Researchers have developed new assessment tools to help identify people with delirium.
Investigators say a new screen allows nurses and physicians to identify delirium among hospitalized older adults after responses to two questions. Detection of delirium is important because it is a reversible cognitive condition that can be resolved if caught and treated early.
Delirium is a serious disturbance in mental abilities that results in confused thinking and reduced awareness of one’s environment.
“Delirium can be very costly and deadly, and with high-risk patients, time matters,” said Donna M. Fick, Ph.D., distinguished professor of nursing and co-director of the Hartford Center of Geriatric Nursing Excellence at Pennsylvania State University.

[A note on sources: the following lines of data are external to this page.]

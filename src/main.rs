use std::path::PathBuf;
use std::sync::Arc;

use chrono::{DateTime, Utc};
use clap::{Parser, Subcommand};
use parking_lot::Mutex;
use tokio::sync::broadcast;
use tokio_util::sync::CancellationToken;

use tempo_core::{format_minutes, Notifier, Permission, TaskCategory, TaskDraft, TrackerEvent};
use tempo_engine::loops::{self, REMINDER_SCAN_INTERVAL, TIMER_TICK_INTERVAL};
use tempo_engine::{EngineError, Tracker};
use tempo_store::{Database, SnapshotRepo};
use tempo_telemetry::TelemetryConfig;

#[derive(Parser)]
#[command(name = "tempo", about = "Personal task tracker with time tracking and reminders")]
struct Cli {
    #[command(subcommand)]
    command: Command,
}

#[derive(Subcommand)]
enum Command {
    /// Add a task
    Add {
        title: String,
        #[arg(long, default_value = "work")]
        category: TaskCategory,
        #[arg(long)]
        description: Option<String>,
        /// Due date, RFC 3339 (e.g. 2026-08-06T18:00:00Z)
        #[arg(long, value_parser = parse_due)]
        due: Option<DateTime<Utc>>,
        /// Create the task with reminders muted
        #[arg(long)]
        no_notify: bool,
    },
    /// List tasks
    List,
    /// Toggle a task between open and completed
    Done { id: String },
    /// Delete a task
    Rm { id: String },
    /// Start the timer on a task
    Start { id: String },
    /// Stop the running timer
    Stop,
    /// Disable reminders for a task
    Mute { id: String },
    /// Re-enable reminders for a task
    Unmute { id: String },
    /// Show productivity statistics
    Stats,
    /// Show productivity tips
    Tips,
    /// Run the timer tick and reminder scan loops until ctrl-c
    Watch,
}

fn parse_due(raw: &str) -> Result<DateTime<Utc>, String> {
    DateTime::parse_from_rfc3339(raw)
        .map(|dt| dt.with_timezone(&Utc))
        .map_err(|e| format!("invalid due date '{raw}': {e}"))
}

/// Notification backend for a terminal session: prints instead of raising
/// desktop notifications.
struct TerminalNotifier;

impl Notifier for TerminalNotifier {
    fn request_permission(&self) -> Permission {
        Permission::Granted
    }

    fn notify(&self, title: &str, body: &str) {
        println!("** {title}: {body}");
    }
}

#[tokio::main]
async fn main() {
    let cli = Cli::parse();

    tempo_telemetry::init_telemetry(&TelemetryConfig::default());

    let db_path = data_dir().join("tempo.db");
    let db = Database::open(&db_path).expect("failed to open snapshot database");

    let (event_tx, event_rx) = broadcast::channel::<TrackerEvent>(256);
    let notifier = Arc::new(TerminalNotifier);
    let mut tracker = Tracker::load(SnapshotRepo::new(db), notifier, event_tx)
        .expect("failed to load task snapshot");
    tracker.request_permission();

    match cli.command {
        Command::Add {
            title,
            category,
            description,
            due,
            no_notify,
        } => {
            let mut draft = TaskDraft::new(title, category).notifications(!no_notify);
            draft.description = description;
            draft.due_date = due;
            match tracker.add_task(draft) {
                Ok(id) => println!("added {id}"),
                Err(EngineError::EmptyTitle) => {
                    eprintln!("error: task title must not be empty");
                    std::process::exit(1);
                }
                Err(e) => {
                    eprintln!("error: {e}");
                    std::process::exit(1);
                }
            }
        }
        Command::List => print_tasks(&tracker),
        Command::Done { id } => with_task(&mut tracker, &id, |tracker, id| {
            tracker.toggle_task(&id);
        }),
        Command::Rm { id } => with_task(&mut tracker, &id, |tracker, id| {
            tracker.delete_task(&id);
        }),
        Command::Start { id } => with_task(&mut tracker, &id, |tracker, id| {
            if !tracker.start_timer(&id) {
                eprintln!("timer not started (task completed?)");
            }
        }),
        Command::Stop => match tracker.stop_timer() {
            Some(minutes) => println!("banked {}", format_minutes(minutes)),
            None => println!("no timer running"),
        },
        Command::Mute { id } => with_task(&mut tracker, &id, |tracker, id| {
            tracker.set_notifications(&id, false);
        }),
        Command::Unmute { id } => with_task(&mut tracker, &id, |tracker, id| {
            tracker.set_notifications(&id, true);
        }),
        Command::Stats => print_stats(&tracker),
        Command::Tips => {
            for tip in tracker.tips() {
                println!("- {tip}");
            }
        }
        Command::Watch => {
            watch(tracker, event_rx).await;
            return;
        }
    }

    print_events(event_rx);
}

/// Run the background loops until ctrl-c, then tear everything down.
async fn watch(tracker: Tracker, mut event_rx: broadcast::Receiver<TrackerEvent>) {
    let shared = Arc::new(Mutex::new(tracker));
    let cancel = CancellationToken::new();

    let ticks = tokio::spawn(loops::run_timer_ticks(
        shared.clone(),
        TIMER_TICK_INTERVAL,
        cancel.clone(),
    ));
    let scans = tokio::spawn(loops::run_reminder_scans(
        shared.clone(),
        REMINDER_SCAN_INTERVAL,
        cancel.clone(),
    ));

    let printer_cancel = cancel.clone();
    let printer = tokio::spawn(async move {
        loop {
            tokio::select! {
                event = event_rx.recv() => match event {
                    Ok(event) => println!("{}", event.message()),
                    Err(broadcast::error::RecvError::Lagged(_)) => continue,
                    Err(broadcast::error::RecvError::Closed) => return,
                },
                () = printer_cancel.cancelled() => return,
            }
        }
    });

    tracing::info!("watching; ctrl-c to stop");
    tokio::signal::ctrl_c()
        .await
        .expect("failed to listen for ctrl-c");

    cancel.cancel();
    let _ = ticks.await;
    let _ = scans.await;
    let _ = printer.await;
    tracing::info!("shut down");
}

/// Resolve a full id or unique prefix and run the command against it.
fn with_task<F>(tracker: &mut Tracker, needle: &str, f: F)
where
    F: FnOnce(&mut Tracker, tempo_core::TaskId),
{
    let matches: Vec<_> = tracker
        .tasks()
        .iter()
        .filter(|t| t.id.as_str().starts_with(needle))
        .map(|t| t.id.clone())
        .collect();

    match matches.as_slice() {
        [id] => f(tracker, id.clone()),
        [] => {
            eprintln!("no task matches '{needle}'");
            std::process::exit(1);
        }
        _ => {
            eprintln!("'{needle}' is ambiguous ({} matches)", matches.len());
            std::process::exit(1);
        }
    }
}

fn print_tasks(tracker: &Tracker) {
    if tracker.tasks().is_empty() {
        println!("no tasks yet");
        return;
    }
    for task in tracker.tasks() {
        let marker = if task.is_active {
            ">"
        } else if task.completed {
            "x"
        } else {
            " "
        };
        let due = task
            .due_date
            .map(|d| format!("  due {}", d.to_rfc3339()))
            .unwrap_or_default();
        println!(
            "[{marker}] {}  {} ({}) {}{due}",
            short_id(task.id.as_str()),
            task.title,
            task.category,
            format_minutes(task.time_spent),
        );
    }
}

fn print_stats(tracker: &Tracker) {
    let stats = tracker.stats();
    println!("tasks:      {} ({} completed)", stats.total_tasks, stats.completed_tasks);
    println!("completion: {:.1}%", stats.completion_rate);
    println!("time spent: {}", format_minutes(stats.total_time_spent));
    println!("avg/task:   {:.1}m", stats.average_time_per_task);
    for category in TaskCategory::ALL {
        let slice = stats.categories.get(category);
        println!(
            "  {category}: {}/{} done, {}",
            slice.completed,
            slice.total,
            format_minutes(slice.time_spent)
        );
    }
}

fn print_events(mut event_rx: broadcast::Receiver<TrackerEvent>) {
    while let Ok(event) = event_rx.try_recv() {
        println!("{}", event.message());
    }
}

fn short_id(id: &str) -> &str {
    &id[..id.len().min(13)]
}

fn data_dir() -> PathBuf {
    std::env::var("HOME")
        .map(PathBuf::from)
        .unwrap_or_else(|_| PathBuf::from("/tmp"))
        .join(".tempo")
}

“Our ultra-brief two-item bedside test for delirium takes an average of 36 seconds to perform and has a sensitivity of 93 percent,” she said.

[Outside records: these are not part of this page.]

use std::path::{Path, PathBuf};
use std::sync::Arc;

use parking_lot::Mutex;
use rusqlite::Connection;
use tracing::info;

use crate::error::StoreError;
use crate::schema;

/// Thread-safe SQLite connection wrapper.
/// Uses parking_lot::Mutex for synchronous access (rusqlite is not Send).
pub struct Database {
    conn: Arc<Mutex<Connection>>,
    path: PathBuf,
}

impl Database {
    /// Open or create a database at the given path.
    pub fn open(path: &Path) -> Result<Self, StoreError> {
        if let Some(parent) = path.parent() {
            std::fs::create_dir_all(parent)
                .map_err(|e| StoreError::Io(format!("create dir: {e}")))?;
        }

        let conn = Connection::open(path)
            .map_err(|e| StoreError::Database(e.to_string()))?;
        Self::initialize(&conn)?;

        info!(path = %path.display(), "snapshot database opened");

        Ok(Self {
            conn: Arc::new(Mutex::new(conn)),
            path: path.to_owned(),
        })
    }

    /// Open an in-memory database (for testing).
    pub fn in_memory() -> Result<Self, StoreError> {
        let conn = Connection::open_in_memory()
            .map_err(|e| StoreError::Database(e.to_string()))?;
        Self::initialize(&conn)?;

        Ok(Self {
            conn: Arc::new(Mutex::new(conn)),
            path: PathBuf::from(":memory:"),
        })
    }

    fn initialize(conn: &Connection) -> Result<(), StoreError> {
        conn.execute_batch(schema::PRAGMAS)
            .map_err(|e| StoreError::Database(format!("pragmas: {e}")))?;

        conn.execute_batch(schema::CREATE_TABLES)
            .map_err(|e| StoreError::Database(format!("schema: {e}")))?;

        let version: Option<u32> = conn
            .query_row("SELECT version FROM schema_version LIMIT 1", [], |row| {
                row.get(0)
            })
            .ok();

        if version.is_none() {
            conn.execute(
                "INSERT INTO schema_version (version) VALUES (?1)",
                [schema::SCHEMA_VERSION],
            )
            .map_err(|e| StoreError::Database(format!("schema version: {e}")))?;
        }

        Ok(())
    }

    /// Execute a closure with the database connection.
    pub fn with_conn<F, T>(&self, f: F) -> Result<T, StoreError>
    where
        F: FnOnce(&Connection) -> Result<T, StoreError>,
    {
        let conn = self.conn.lock();
        f(&conn)
    }

    pub fn path(&self) -> &Path {
        &self.path
    }
}

impl Clone for Database {
    fn clone(&self) -> Self {
        Self {
            conn: self.conn.clone(),
            path: self.path.clone(),
        }
    }
}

Edward R. Marcantonio, M.D., professor of medicine at Harvard Medical School, recently developed the 3D-CAM, a three-minute confusion assessment method, to help identify patients with delirium quickly.
Although this method is effective, it is still more complicated than the ultra-brief screening and can take a significant amount of time to administer. Fick and Marcantonio wanted to develop something that would be easier to use at the bedside and take less time out of a busy nurse’s day.
“We started by looking for one question that could detect delirium, but we could only get 83 percent sensitivity, which is not good enough,” said Fick. She and her colleagues report their findings online in the Journal of Hospital Medicine.
The researchers were able to find two questions that proved to have a 93 percent sensitivity in identifying delirium: patients were asked what day of the week it was and to recite the months of the year backwards. If a patient failed to answer these two questions correctly, indicating delirium, the 3D-CAM would be administered.
Of the 201 participants tested in this study, 42 were clinically diagnosed with delirium. The two-item test identified 48 as possibly delirious; 42 were identified correctly, with six false positives.
“These results still need to be validated, with a very large sample,” said Fick, before the test can be recommended for everyday use.
The researchers plan to use the tools with hundreds of participants in the near future to determine the test’s validity as well as how easily the test can be implemented in real-world situations.